The first thing visitors to Germany notice is how organised everything - from the airports to the roads - is, at least in comparison to the chaos of Italy and the inconsistency of France. The German reputation for efficiency and organisation is well deserved.
Nowhere was this more evident than at the headquarters of Mercedes Benz. Most of us have grown up with the Mercedes as the symbol of luxury and class. When Rajiv Gandhi was Prime Minister, he used a Mercedes gifted to him by King Hussein of Jordan. The President of India used a Mercedes as his official car. And rich people in our country have always bought Mercs to indicate that they have arrived.
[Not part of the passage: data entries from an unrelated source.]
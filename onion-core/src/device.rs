//! Device model: the liveness primitive shared by nodes and the gateway.

use parking_lot::RwLock;
use std::time::Instant;

/// A monotonic "last seen" stamp. `None` means "never refreshed", which makes
/// the device permanently not-alive until its first heartbeat or probe.
///
/// Guarded by a `parking_lot::RwLock` rather than a bare atomic: per the
/// single-writer discipline (prober writes gateway+self, listener writes
/// peers, supervisor never writes this field) contention is never more than
/// one writer against any number of readers, so the lock stays uncontended
/// in practice while still being exact rather than "tolerates a stale read".
#[derive(Debug, Default)]
pub struct LastSeen(RwLock<Option<Instant>>);

impl LastSeen {
    /// A last-seen stamp that reads as "never seen" until first refreshed.
    pub fn unset() -> Self {
        Self(RwLock::new(None))
    }

    /// Refresh the stamp to "now".
    pub fn touch(&self) {
        *self.0.write() = Some(Instant::now());
    }

    /// Seconds elapsed since this stamp was last refreshed, or `u64::MAX` if
    /// it has never been touched.
    pub fn age_secs(&self) -> u64 {
        match *self.0.read() {
            Some(instant) => instant.elapsed().as_secs(),
            None => u64::MAX,
        }
    }
}

/// Common identity and liveness fields shared by [`crate::node::Node`] and
/// [`crate::gateway::Gateway`].
pub trait Device {
    /// Stable integer identifier (cluster-assigned for nodes, fixed for the gateway).
    fn id(&self) -> u32;

    /// Configured network address (IP preferred, FQDN accepted).
    fn address(&self) -> &str;

    /// Seconds after which, with no refresh, this device is considered dead.
    fn deadtime(&self) -> u64;

    fn last_seen(&self) -> &LastSeen;

    /// `is_alive ≡ now() − last_seen < deadtime`.
    fn is_alive(&self) -> bool {
        self.last_seen().age_secs() < self.deadtime()
    }

    /// A human-readable name used in log messages ("the gateway is down", "the node X is up").
    fn display_name(&self) -> String {
        self.address().to_string()
    }
}

#[cfg(test)]
mod tests {
    use super::*;

    #[test]
    fn never_touched_is_not_alive() {
        let stamp = LastSeen::unset();
        assert_eq!(stamp.age_secs(), u64::MAX);
    }

    #[test]
    fn touch_resets_age_to_zero() {
        let stamp = LastSeen::unset();
        stamp.touch();
        assert_eq!(stamp.age_secs(), 0);
    }
}
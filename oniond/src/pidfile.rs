//! PID-file based single-instance guard.
//!
//! `start` refuses to run if the file exists and names a live process; a
//! stale PID file (the named process is gone) is replaced silently. The
//! file is removed on orderly shutdown and intentionally left behind on a
//! crash so an operator can diagnose an unclean exit.

use anyhow::{Context, Result};
use nix::sys::signal;
use nix::unistd::Pid;
use onion_core::OnionError;
use std::path::PathBuf;

pub struct PidFile {
    path: PathBuf,
}

impl PidFile {
    /// Acquire the PID file at `path`, failing if a live process already
    /// holds it.
    pub fn acquire(path: impl Into<PathBuf>) -> Result<Self> {
        let path = path.into();

        if let Ok(existing) = std::fs::read_to_string(&path) {
            if let Ok(pid) = existing.trim().parse::<i32>() {
                if process_is_alive(pid) {
                    return Err(
                        OnionError::AlreadyRunning(path.display().to_string(), pid as u32).into(),
                    );
                }
            }
        }

        if let Some(parent) = path.parent() {
            std::fs::create_dir_all(parent)
                .with_context(|| format!("creating pid file directory {}", parent.display()))?;
        }
        std::fs::write(&path, format!("{}\n", std::process::id()))
            .with_context(|| format!("writing pid file {}", path.display()))?;

        Ok(Self { path })
    }

    /// Remove the PID file on orderly shutdown.
    pub fn release(&self) {
        if let Err(err) = std::fs::remove_file(&self.path) {
            tracing::warn!(error = %err, path = %self.path.display(), "failed to remove pid file");
        }
    }
}

fn process_is_alive(pid: i32) -> bool {
    signal::kill(Pid::from_raw(pid), None).is_ok()
}

#[cfg(test)]
mod tests {
    use super::*;

    #[test]
    fn acquire_writes_current_pid() {
        let dir = tempfile::tempdir().unwrap();
        let path = dir.path().join("oniond.pid");

        let guard = PidFile::acquire(&path).unwrap();
        let contents = std::fs::read_to_string(&path).unwrap();
        assert_eq!(contents.trim(), std::process::id().to_string());

        guard.release();
        assert!(!path.exists());
    }

    #[test]
    fn acquire_replaces_a_stale_pid_file() {
        let dir = tempfile::tempdir().unwrap();
        let path = dir.path().join("oniond.pid");
        // A pid that is vanishingly unlikely to be a live process.
        std::fs::write(&path, "999999\n").unwrap();

        let guard = PidFile::acquire(&path).unwrap();
        let contents = std::fs::read_to_string(&path).unwrap();
        assert_eq!(contents.trim(), std::process::id().to_string());
        guard.release();
    }

    #[test]
    fn acquire_refuses_when_a_live_process_holds_it() {
        let dir = tempfile::tempdir().unwrap();
        let path = dir.path().join("oniond.pid");
        std::fs::write(&path, format!("{}\n", std::process::id())).unwrap();

        let err = PidFile::acquire(&path).unwrap_err();
        assert!(err.to_string().contains("already held by a running process"));
    }
}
What I hadn't realised was that most of the Mercs we see on Indian roads are not actually made in Stuttgart but put together in a factory in Pune. Mercedes has a long association with India (dating back to the Mercedes truck which the Tatas used to make) and the Pune plant is merely a continuation of that legacy.
Nor had I realised that the luxury car market in India is dominated by Germans. Mercedes Benz's chief rival in our market is another German car, the BMW. Also posing a threat (and this was a complete surprise to me - which will tell you how out of touch I am) is yet another German car, called Audi. While Audi is the Chinese commissars' car of choice, it succeeds in India on the basis of Bollywood brand ambassadors and a young, new money image.
And the reality is that the luxury car market in India has now spread to the tier two cities and to young Indian millionaires who've made money in real estate and such lucrative sectors. These are the people looking for fancy cars with which to show off.
Mercedes is probably at a disadvantage because all the factors that make it a strong brand in Europe (class, tradition, a luxury image) work against it when it comes to new money in small towns.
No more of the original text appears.